Required work: Please give back word for word the lines below, from the first one through the one with "per Linnaean rank".

Input data:
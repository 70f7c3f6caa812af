use serde::{Deserialize, Serialize};

use crate::core::types::{NameType, Rank, TaxonomicStatus};

/// Higher classification of a concept, one name and identifier per Linnaean rank
#[derive(Debug, Clone, Default, PartialEq, Eq, Serialize, Deserialize)]
pub struct HigherClassification {
    #[serde(default, skip_serializing_if = "Option::is_none")]
    pub kingdom: Option<String>,
    #[serde(rename = "kingdomID", default, skip_serializing_if = "Option::is_none")]
    pub kingdom_id: Option<String>,
    #[serde(default, skip_serializing_if = "Option::is_none")]
    pub phylum: Option<String>,
    #[serde(rename = "phylumID", default, skip_serializing_if = "Option::is_none")]
    pub phylum_id: Option<String>,
    #[serde(default, skip_serializing_if = "Option::is_none")]
    pub class: Option<String>,
    #[serde(rename = "classID", default, skip_serializing_if = "Option::is_none")]
    pub class_id: Option<String>,
    #[serde(default, skip_serializing_if = "Option::is_none")]
    pub order: Option<String>,
    #[serde(rename = "orderID", default, skip_serializing_if = "Option::is_none")]
    pub order_id: Option<String>,
    #[serde(default, skip_serializing_if = "Option::is_none")]
    pub family: Option<String>,
    #[serde(rename = "familyID", default, skip_serializing_if = "Option::is_none")]
    pub family_id: Option<String>,
    #[serde(default, skip_serializing_if = "Option::is_none")]
    pub genus: Option<String>,
    #[serde(rename = "genusID", default, skip_serializing_if = "Option::is_none")]
    pub genus_id: Option<String>,
    #[serde(default, skip_serializing_if = "Option::is_none")]
    pub species: Option<String>,
    #[serde(rename = "speciesID", default, skip_serializing_if = "Option::is_none")]
    pub species_id: Option<String>,
}

impl HigherClassification {
    /// Name at a Linnaean rank, `None` for ranks the classification does not carry
    #[must_use]
    pub fn name_at(&self, rank: Rank) -> Option<&str> {
        match rank {
            Rank::Kingdom => self.kingdom.as_deref(),
            Rank::Phylum => self.phylum.as_deref(),
            Rank::Class => self.class.as_deref(),
            Rank::Order => self.order.as_deref(),
            Rank::Family => self.family.as_deref(),
            Rank::Genus => self.genus.as_deref(),
            Rank::Species => self.species.as_deref(),
            _ => None,
        }
    }

    /// Identifier at a Linnaean rank
    #[must_use]
    pub fn id_at(&self, rank: Rank) -> Option<&str> {
        match rank {
            Rank::Kingdom => self.kingdom_id.as_deref(),
            Rank::Phylum => self.phylum_id.as_deref(),
            Rank::Class => self.class_id.as_deref(),
            Rank::Order => self.order_id.as_deref(),
            Rank::Family => self.family_id.as_deref(),
            Rank::Genus => self.genus_id.as_deref(),
            Rank::Species => self.species_id.as_deref(),
            _ => None,
        }
    }

    /// Set the name and identifier at a rank. Non-Linnaean ranks are ignored.
    pub fn set(&mut self, rank: Rank, name: &str, id: &str) {
        let (name_slot, id_slot) = match rank {
            Rank::Kingdom => (&mut self.kingdom, &mut self.kingdom_id),
            Rank::Phylum => (&mut self.phylum, &mut self.phylum_id),
            Rank::Class => (&mut self.class, &mut self.class_id),
            Rank::Order => (&mut self.order, &mut self.order_id),
            Rank::Family => (&mut self.family, &mut self.family_id),
            Rank::Genus => (&mut self.genus, &mut self.genus_id),
            Rank::Species => (&mut self.species, &mut self.species_id),
            _ => return,
        };
        *name_slot = Some(name.to_string());
        *id_slot = Some(id.to_string());
    }
}

/// A resolved taxon concept as reported by a classifier
#[derive(Debug, Clone, PartialEq, Eq, Serialize, Deserialize)]
#[serde(rename_all = "camelCase")]
pub struct TaxonConcept {
    #[serde(rename = "taxonID")]
    pub taxon_id: String,

    pub scientific_name: String,

    #[serde(default, skip_serializing_if = "Option::is_none")]
    pub authorship: Option<String>,

    pub rank: Rank,

    #[serde(default)]
    pub status: TaxonomicStatus,

    #[serde(default)]
    pub name_type: NameType,

    /// Accepted concept for synonyms and misapplied names
    #[serde(rename = "acceptedID", default, skip_serializing_if = "Option::is_none")]
    pub accepted_id: Option<String>,

    #[serde(rename = "parentID", default, skip_serializing_if = "Option::is_none")]
    pub parent_id: Option<String>,

    /// Nested-set position; synonyms carry their accepted concept's position
    #[serde(default, skip_serializing_if = "Option::is_none")]
    pub left: Option<u32>,

    #[serde(default, skip_serializing_if = "Option::is_none")]
    pub right: Option<u32>,

    #[serde(default)]
    pub classification: HigherClassification,

    #[serde(default, skip_serializing_if = "Option::is_none")]
    pub vernacular_name: Option<String>,
}

impl TaxonConcept {
    pub fn new(taxon_id: impl Into<String>, scientific_name: impl Into<String>, rank: Rank) -> Self {
        Self {
            taxon_id: taxon_id.into(),
            scientific_name: scientific_name.into(),
            authorship: None,
            rank,
            status: TaxonomicStatus::Accepted,
            name_type: NameType::Scientific,
            accepted_id: None,
            parent_id: None,
            left: None,
            right: None,
            classification: HigherClassification::default(),
            vernacular_name: None,
        }
    }

    #[must_use]
    pub fn with_position(mut self, left: u32, right: u32) -> Self {
        self.left = Some(left);
        self.right = Some(right);
        self
    }

    #[must_use]
    pub fn with_classification(mut self, classification: HigherClassification) -> Self {
        self.classification = classification;
        self
    }

    #[must_use]
    pub fn with_status(mut self, status: TaxonomicStatus, accepted_id: Option<String>) -> Self {
        self.status = status;
        self.accepted_id = accepted_id;
        self
    }

    #[must_use]
    pub fn is_synonym(&self) -> bool {
        self.status.is_synonym()
    }
}

#[cfg(test)]
mod tests {
    use super::*;

    #[test]
    fn test_set_and_read_classification() {
        let mut hc = HigherClassification::default();
        hc.set(Rank::Kingdom, "Plantae", "K1");
        hc.set(Rank::Genus, "Acacia", "G1");
        hc.set(Rank::Subspecies, "ignored", "X");

        assert_eq!(hc.name_at(Rank::Kingdom), Some("Plantae"));
        assert_eq!(hc.id_at(Rank::Genus), Some("G1"));
        assert_eq!(hc.name_at(Rank::Family), None);
        assert_eq!(hc.name_at(Rank::Subspecies), None);
    }

    #[test]
    fn test_classification_serializes_rank_ids() {
        let mut hc = HigherClassification::default();
        hc.set(Rank::Family, "Fabaceae", "F1");
        let json = serde_json::to_value(&hc).unwrap();
        assert_eq!(json["family"], "Fabaceae");
        assert_eq!(json["familyID"], "F1");
        assert!(json.get("kingdom").is_none());
    }
}
use std::path::{Path, PathBuf};

use clap::{Args, Subcommand};

use crate::catalog::store::TaxonomyIndex;
use crate::cli::OutputFormat;
use crate::config::ResolverConfig;
use crate::core::types::Rank;
use crate::groups::{builder, SpeciesGroups};
use crate::matching::classifier::Classifier;

#[derive(Args)]
pub struct TaxonomyArgs {
    #[command(subcommand)]
    pub command: TaxonomyCommands,
}

#[derive(Subcommand)]
pub enum TaxonomyCommands {
    /// Show details of a taxon
    Show {
        /// Taxon identifier
        #[arg(required = true)]
        id: String,
    },

    /// List the species groups and the tree intervals they cover
    ListGroups,

    /// Export the taxonomy to a JSON file
    Export {
        /// Output file path
        #[arg(required = true)]
        output: PathBuf,
    },
}

/// Run a taxonomy subcommand
///
/// # Errors
///
/// Returns an error if the taxonomy cannot be loaded, a taxon is not found,
/// or output cannot be written.
pub fn run(args: TaxonomyArgs, format: OutputFormat, config: &ResolverConfig) -> anyhow::Result<()> {
    let index = config.load_taxonomy()?;
    match args.command {
        TaxonomyCommands::Show { id } => run_show(&id, &index, format, config),
        TaxonomyCommands::ListGroups => run_list_groups(&index, format, config),
        TaxonomyCommands::Export { output } => run_export(&output, &index),
    }
}

fn load_groups(index: &TaxonomyIndex, config: &ResolverConfig) -> anyhow::Result<SpeciesGroups> {
    let definitions = config.load_group_definitions()?;
    Ok(builder::build(&definitions, index)?)
}

fn run_show(
    id: &str,
    index: &TaxonomyIndex,
    format: OutputFormat,
    config: &ResolverConfig,
) -> anyhow::Result<()> {
    let concept = index
        .get(id)
        .ok_or_else(|| anyhow::anyhow!("Taxon '{}' not found", id))?;

    match format {
        OutputFormat::Text => {
            println!("Taxon: {}\n", concept.scientific_name);
            println!("ID:       {}", concept.taxon_id);
            println!("Rank:     {}", concept.rank.as_str());
            println!("Status:   {:?}", concept.status);
            if let Some(authorship) = &concept.authorship {
                println!("Author:   {authorship}");
            }
            if let Some(accepted) = &concept.accepted_id {
                let name = index.get(accepted).map_or("?", |c| c.scientific_name.as_str());
                println!("Accepted: {name} ({accepted})");
            }
            if let (Some(left), Some(right)) = (concept.left, concept.right) {
                println!("Position: [{left}, {right})");

                let groups = load_groups(index, config)?;
                let names = groups.groups_containing(left);
                if !names.is_empty() {
                    println!("Groups:   {}", names.join(", "));
                }
            }

            println!("\nClassification:");
            for rank in Rank::LINNAEAN {
                if let Some(name) = concept.classification.name_at(rank) {
                    println!("  {:<8} {}", rank.as_str(), name);
                }
            }

            let vernaculars = index.vernacular_names(&concept.taxon_id, usize::MAX)?;
            if !vernaculars.is_empty() {
                println!("\nCommon names: {}", vernaculars.join(", "));
            }
        }
        OutputFormat::Json => {
            println!("{}", serde_json::to_string_pretty(concept)?);
        }
        OutputFormat::Tsv => {
            println!("rank\tname\tid");
            for rank in Rank::LINNAEAN {
                if let Some(name) = concept.classification.name_at(rank) {
                    println!(
                        "{}\t{}\t{}",
                        rank.as_str(),
                        name,
                        concept.classification.id_at(rank).unwrap_or("")
                    );
                }
            }
        }
    }

    Ok(())
}

fn run_list_groups(
    index: &TaxonomyIndex,
    format: OutputFormat,
    config: &ResolverConfig,
) -> anyhow::Result<()> {
    let groups = load_groups(index, config)?;

    match format {
        OutputFormat::Text => {
            println!("{:<25} {:<10} {:<15} Intervals", "Group", "Rank", "Parent");
            println!("{}", "-".repeat(70));
            for group in groups.iter() {
                let intervals: Vec<String> = group
                    .intervals
                    .iter()
                    .map(|i| {
                        let sign = if i.included { '+' } else { '-' };
                        format!("{sign}[{},{})", i.left, i.right)
                    })
                    .collect();
                println!(
                    "{:<25} {:<10} {:<15} {}",
                    group.name,
                    group.rank.as_str(),
                    group.parent.as_deref().unwrap_or("-"),
                    intervals.join(" ")
                );
            }
            println!("\nTotal: {} groups", groups.len());
        }
        OutputFormat::Json => {
            println!("{}", serde_json::to_string_pretty(&groups)?);
        }
        OutputFormat::Tsv => {
            println!("name\trank\tparent\tleft\tright\tincluded");
            for group in groups.iter() {
                for interval in &group.intervals {
                    println!(
                        "{}\t{}\t{}\t{}\t{}\t{}",
                        group.name,
                        group.rank.as_str(),
                        group.parent.as_deref().unwrap_or(""),
                        interval.left,
                        interval.right,
                        interval.included
                    );
                }
            }
        }
    }

    Ok(())
}

fn run_export(output: &Path, index: &TaxonomyIndex) -> anyhow::Result<()> {
    let json = index.to_json()?;
    std::fs::write(output, json)?;

    println!("Exported {} taxa to {}", index.len(), output.display());

    Ok(())
}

Response area:
repository 70f7c3f6caa812af
use serde::{Deserialize, Serialize};

use crate::core::types::{NameType, Rank, TaxonomicStatus};

/// Higher classification of a concept, one name and identifier per Linnaean rank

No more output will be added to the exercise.